Task item:
Where in the data below does the word "bool" appear? Copy each line that holds it.

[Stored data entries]
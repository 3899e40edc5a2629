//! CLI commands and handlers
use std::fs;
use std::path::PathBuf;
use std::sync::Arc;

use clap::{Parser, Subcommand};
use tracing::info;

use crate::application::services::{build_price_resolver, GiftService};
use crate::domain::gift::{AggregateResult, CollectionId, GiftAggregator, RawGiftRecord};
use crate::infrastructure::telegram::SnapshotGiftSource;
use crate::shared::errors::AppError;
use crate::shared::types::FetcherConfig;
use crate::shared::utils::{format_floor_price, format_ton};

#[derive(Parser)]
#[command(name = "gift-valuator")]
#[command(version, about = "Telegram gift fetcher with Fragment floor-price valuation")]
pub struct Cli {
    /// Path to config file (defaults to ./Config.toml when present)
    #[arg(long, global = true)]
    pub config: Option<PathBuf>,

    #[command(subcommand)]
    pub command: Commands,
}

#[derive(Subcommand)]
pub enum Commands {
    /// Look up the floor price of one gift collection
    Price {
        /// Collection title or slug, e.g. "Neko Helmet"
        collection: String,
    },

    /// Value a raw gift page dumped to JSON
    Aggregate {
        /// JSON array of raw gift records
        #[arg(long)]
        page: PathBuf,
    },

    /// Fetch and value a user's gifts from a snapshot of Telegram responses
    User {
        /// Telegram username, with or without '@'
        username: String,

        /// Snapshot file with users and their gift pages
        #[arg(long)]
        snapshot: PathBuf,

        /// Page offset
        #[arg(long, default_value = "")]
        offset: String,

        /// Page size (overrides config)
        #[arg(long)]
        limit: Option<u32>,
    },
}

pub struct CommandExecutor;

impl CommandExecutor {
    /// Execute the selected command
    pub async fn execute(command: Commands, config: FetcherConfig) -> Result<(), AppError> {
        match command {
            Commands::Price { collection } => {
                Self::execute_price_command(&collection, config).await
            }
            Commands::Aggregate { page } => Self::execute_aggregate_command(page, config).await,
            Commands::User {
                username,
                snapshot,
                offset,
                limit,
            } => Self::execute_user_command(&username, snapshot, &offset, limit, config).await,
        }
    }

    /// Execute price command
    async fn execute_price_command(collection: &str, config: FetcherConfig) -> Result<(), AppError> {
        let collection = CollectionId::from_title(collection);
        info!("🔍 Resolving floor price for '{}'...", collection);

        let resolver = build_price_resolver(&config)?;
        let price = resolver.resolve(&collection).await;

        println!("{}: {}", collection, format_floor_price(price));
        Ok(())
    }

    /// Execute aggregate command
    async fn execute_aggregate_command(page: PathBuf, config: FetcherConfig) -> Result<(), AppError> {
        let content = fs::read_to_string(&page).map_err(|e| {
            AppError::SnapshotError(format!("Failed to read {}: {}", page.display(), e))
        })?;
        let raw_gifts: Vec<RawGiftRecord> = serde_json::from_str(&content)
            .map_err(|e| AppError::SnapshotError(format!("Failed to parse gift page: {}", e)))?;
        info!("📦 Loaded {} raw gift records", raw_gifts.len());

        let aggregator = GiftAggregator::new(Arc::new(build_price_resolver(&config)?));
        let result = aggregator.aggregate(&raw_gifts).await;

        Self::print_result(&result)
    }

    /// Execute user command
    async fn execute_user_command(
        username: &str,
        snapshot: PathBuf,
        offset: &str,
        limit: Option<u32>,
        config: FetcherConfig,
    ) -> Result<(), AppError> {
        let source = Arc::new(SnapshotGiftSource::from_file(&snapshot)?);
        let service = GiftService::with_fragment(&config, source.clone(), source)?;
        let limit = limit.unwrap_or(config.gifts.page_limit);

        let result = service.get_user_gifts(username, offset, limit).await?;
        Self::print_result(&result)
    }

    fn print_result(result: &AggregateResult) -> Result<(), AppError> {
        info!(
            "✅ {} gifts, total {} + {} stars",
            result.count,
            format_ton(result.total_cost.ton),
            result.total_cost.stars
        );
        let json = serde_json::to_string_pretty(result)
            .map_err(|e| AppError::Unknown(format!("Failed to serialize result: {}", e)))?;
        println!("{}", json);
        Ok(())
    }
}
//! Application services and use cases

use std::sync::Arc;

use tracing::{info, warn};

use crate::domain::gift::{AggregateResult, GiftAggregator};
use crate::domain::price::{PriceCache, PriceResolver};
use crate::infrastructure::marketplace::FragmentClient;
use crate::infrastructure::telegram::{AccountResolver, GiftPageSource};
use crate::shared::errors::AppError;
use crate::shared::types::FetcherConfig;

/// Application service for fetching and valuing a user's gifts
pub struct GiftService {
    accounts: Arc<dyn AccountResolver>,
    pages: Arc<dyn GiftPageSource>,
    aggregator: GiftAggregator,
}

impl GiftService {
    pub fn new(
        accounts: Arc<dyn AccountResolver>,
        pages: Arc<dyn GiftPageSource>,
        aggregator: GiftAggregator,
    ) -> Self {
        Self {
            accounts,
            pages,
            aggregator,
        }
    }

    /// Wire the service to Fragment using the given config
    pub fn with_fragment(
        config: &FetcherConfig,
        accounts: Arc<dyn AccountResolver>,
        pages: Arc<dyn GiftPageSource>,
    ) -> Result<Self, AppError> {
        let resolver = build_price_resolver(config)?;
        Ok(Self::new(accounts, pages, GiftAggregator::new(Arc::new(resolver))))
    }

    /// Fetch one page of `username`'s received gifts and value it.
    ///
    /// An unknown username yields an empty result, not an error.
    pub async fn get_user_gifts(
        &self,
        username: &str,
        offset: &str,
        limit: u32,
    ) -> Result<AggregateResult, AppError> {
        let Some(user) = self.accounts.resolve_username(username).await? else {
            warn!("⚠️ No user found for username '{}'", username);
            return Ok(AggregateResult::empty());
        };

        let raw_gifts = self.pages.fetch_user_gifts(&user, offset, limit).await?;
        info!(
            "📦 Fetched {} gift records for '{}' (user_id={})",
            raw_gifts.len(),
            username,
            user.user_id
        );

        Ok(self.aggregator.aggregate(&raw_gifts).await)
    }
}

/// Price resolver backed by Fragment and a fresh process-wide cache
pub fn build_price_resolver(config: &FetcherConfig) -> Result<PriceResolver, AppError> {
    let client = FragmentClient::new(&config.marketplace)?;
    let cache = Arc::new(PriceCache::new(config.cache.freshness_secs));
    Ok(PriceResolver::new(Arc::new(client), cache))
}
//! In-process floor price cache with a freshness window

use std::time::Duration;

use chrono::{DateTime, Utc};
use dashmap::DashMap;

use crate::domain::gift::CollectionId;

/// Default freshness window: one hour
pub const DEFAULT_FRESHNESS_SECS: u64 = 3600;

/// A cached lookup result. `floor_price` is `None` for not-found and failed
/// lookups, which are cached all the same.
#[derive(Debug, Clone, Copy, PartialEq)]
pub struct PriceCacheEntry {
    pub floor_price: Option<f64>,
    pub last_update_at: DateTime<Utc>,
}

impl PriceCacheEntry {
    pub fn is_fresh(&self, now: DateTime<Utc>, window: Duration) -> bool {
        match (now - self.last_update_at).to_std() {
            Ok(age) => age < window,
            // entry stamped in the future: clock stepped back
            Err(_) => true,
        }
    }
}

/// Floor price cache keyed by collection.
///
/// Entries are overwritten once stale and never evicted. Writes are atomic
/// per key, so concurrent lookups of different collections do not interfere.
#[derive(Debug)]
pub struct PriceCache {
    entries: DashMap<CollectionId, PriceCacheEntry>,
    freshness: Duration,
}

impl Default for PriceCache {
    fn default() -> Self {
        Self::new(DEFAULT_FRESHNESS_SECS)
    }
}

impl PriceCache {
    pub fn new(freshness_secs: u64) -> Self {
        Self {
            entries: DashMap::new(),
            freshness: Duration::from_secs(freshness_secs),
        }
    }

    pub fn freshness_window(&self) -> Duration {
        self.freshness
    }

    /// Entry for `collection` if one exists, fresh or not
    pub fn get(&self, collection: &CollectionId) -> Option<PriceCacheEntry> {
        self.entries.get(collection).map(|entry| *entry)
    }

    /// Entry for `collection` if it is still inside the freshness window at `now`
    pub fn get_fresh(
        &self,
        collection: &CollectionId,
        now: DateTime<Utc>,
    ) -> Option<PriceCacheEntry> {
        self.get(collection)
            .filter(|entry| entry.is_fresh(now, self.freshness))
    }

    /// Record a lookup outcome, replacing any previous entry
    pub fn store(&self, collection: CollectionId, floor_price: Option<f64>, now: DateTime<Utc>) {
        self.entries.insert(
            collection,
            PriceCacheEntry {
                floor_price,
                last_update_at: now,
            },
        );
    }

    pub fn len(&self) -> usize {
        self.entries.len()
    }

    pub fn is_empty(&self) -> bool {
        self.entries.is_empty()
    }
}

Written response:
    pub fn is_fresh(&self, now: DateTime<Utc>, window: Duration) -> bool {
    pub fn is_empty(&self) -> bool {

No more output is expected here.